■ **PROBLEM STATEMENT**: Up to and including the line that contains "use clap::Parser;", return every line from the start of the data, unchanged.

■ **DATA RECORDS**:
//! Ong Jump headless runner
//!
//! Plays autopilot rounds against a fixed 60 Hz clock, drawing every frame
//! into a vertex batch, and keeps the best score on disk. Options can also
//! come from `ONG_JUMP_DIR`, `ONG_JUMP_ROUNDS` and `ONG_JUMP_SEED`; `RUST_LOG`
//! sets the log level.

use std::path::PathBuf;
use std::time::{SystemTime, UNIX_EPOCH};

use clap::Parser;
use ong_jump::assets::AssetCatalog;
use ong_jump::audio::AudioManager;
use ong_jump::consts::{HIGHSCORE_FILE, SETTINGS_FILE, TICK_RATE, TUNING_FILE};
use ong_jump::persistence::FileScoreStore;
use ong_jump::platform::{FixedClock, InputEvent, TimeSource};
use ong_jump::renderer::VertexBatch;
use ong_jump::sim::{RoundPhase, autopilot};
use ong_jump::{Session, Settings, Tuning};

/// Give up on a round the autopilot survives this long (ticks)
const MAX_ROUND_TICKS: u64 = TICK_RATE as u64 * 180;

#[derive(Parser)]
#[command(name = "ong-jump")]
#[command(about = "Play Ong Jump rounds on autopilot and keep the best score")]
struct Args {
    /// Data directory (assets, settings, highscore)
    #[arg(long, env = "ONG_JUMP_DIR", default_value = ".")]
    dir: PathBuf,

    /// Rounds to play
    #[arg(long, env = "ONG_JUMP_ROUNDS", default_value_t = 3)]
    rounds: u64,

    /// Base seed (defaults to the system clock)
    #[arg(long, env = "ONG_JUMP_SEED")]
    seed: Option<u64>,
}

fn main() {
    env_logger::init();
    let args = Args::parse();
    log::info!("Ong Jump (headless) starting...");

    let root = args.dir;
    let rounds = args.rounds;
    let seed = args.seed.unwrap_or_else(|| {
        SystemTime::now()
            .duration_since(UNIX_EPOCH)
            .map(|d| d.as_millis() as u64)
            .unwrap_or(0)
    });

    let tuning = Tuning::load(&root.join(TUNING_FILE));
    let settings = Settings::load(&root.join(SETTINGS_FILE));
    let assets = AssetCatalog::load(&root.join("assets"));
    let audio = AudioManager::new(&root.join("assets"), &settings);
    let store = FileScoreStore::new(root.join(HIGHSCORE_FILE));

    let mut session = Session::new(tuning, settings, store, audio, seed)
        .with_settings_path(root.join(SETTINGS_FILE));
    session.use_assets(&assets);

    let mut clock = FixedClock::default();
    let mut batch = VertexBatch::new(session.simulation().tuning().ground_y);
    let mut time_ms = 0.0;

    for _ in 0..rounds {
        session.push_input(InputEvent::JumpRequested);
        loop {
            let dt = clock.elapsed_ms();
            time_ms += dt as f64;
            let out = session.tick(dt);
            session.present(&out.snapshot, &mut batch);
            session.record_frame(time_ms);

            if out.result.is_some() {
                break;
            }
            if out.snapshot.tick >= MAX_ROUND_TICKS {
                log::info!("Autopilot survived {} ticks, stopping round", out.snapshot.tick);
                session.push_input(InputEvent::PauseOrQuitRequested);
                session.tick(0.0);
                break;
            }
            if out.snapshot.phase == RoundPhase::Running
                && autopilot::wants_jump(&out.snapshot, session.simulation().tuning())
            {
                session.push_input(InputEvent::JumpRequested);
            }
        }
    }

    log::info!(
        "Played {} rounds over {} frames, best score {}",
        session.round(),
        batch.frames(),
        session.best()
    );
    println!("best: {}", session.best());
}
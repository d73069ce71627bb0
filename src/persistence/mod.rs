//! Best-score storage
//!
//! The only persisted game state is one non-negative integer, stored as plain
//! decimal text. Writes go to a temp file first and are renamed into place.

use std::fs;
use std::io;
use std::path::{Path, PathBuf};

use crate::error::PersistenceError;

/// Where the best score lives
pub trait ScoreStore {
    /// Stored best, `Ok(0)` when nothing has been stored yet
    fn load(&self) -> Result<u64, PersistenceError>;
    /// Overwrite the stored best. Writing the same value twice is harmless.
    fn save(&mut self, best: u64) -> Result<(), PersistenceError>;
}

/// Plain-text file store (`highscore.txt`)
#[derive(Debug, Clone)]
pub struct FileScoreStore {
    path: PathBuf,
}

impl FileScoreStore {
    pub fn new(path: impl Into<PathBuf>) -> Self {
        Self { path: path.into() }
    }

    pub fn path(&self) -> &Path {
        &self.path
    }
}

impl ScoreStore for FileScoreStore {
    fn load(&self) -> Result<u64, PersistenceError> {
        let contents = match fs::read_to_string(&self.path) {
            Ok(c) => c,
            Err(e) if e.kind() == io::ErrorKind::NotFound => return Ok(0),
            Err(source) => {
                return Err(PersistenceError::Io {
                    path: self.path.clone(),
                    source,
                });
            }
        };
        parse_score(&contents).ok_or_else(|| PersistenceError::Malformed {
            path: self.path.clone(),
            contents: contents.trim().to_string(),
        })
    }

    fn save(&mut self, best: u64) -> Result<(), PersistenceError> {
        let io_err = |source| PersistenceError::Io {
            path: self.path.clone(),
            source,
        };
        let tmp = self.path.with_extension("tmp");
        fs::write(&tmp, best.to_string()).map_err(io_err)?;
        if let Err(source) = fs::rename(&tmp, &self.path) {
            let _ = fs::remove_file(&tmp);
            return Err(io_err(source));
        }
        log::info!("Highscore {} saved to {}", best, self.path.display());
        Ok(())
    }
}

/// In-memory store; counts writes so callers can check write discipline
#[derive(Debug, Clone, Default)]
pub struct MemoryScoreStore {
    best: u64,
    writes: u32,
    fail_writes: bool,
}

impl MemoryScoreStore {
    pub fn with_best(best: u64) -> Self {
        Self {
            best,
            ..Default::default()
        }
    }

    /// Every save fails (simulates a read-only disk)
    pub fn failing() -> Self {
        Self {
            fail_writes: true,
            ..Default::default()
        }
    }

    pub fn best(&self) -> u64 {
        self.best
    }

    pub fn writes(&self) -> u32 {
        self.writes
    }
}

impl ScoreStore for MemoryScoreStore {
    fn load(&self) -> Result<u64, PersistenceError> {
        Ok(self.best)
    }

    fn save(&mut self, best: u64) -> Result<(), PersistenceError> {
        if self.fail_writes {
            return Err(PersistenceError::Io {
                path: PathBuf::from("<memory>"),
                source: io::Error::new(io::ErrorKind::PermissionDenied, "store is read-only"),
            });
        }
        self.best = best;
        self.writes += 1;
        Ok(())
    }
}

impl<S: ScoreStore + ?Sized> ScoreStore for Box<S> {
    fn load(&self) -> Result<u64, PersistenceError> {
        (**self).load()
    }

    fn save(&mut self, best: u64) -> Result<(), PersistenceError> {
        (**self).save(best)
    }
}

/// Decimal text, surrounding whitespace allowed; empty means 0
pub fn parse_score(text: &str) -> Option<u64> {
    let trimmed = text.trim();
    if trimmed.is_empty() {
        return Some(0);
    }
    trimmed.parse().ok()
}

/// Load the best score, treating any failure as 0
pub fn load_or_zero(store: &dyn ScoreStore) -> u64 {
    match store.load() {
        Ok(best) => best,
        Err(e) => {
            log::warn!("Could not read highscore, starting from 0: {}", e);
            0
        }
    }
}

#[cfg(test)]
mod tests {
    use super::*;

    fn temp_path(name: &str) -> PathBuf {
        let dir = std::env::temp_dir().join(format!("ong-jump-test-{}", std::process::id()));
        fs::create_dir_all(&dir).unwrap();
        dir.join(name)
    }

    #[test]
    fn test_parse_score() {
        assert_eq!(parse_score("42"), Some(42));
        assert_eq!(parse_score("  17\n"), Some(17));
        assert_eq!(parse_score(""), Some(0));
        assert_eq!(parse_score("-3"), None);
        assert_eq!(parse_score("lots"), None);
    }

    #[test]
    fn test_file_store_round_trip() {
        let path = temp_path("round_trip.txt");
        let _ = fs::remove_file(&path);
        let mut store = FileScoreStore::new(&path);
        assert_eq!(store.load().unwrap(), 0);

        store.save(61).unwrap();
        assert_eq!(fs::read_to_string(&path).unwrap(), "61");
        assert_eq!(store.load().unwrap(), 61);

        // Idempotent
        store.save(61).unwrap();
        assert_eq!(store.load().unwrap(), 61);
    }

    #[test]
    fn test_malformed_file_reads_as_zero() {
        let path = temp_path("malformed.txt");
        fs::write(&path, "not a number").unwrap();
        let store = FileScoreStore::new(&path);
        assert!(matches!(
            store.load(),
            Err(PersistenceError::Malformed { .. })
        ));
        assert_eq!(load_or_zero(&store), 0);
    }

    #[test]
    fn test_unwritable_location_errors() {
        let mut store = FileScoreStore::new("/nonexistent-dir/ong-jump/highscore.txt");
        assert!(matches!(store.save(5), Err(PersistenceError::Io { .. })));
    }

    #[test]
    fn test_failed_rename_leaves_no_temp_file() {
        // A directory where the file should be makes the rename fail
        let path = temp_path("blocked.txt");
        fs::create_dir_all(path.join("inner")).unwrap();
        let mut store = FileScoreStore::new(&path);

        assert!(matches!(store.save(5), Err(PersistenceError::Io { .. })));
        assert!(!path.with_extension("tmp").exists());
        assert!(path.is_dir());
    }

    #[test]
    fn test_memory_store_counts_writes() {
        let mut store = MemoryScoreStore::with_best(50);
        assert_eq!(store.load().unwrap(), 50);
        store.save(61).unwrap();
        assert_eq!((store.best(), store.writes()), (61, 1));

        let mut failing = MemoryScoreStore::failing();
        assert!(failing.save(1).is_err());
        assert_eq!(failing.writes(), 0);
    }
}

■ **SOLUTION FOR THIS TASK**:
//! Ong Jump headless runner
//!
//! Plays autopilot rounds against a fixed 60 Hz clock, drawing every frame
//! into a vertex batch, and keeps the best score on disk. Options can also
//! come from `ONG_JUMP_DIR`, `ONG_JUMP_ROUNDS` and `ONG_JUMP_SEED`; `RUST_LOG`
//! sets the log level.

use std::path::PathBuf;
use std::time::{SystemTime, UNIX_EPOCH};

use clap::Parser;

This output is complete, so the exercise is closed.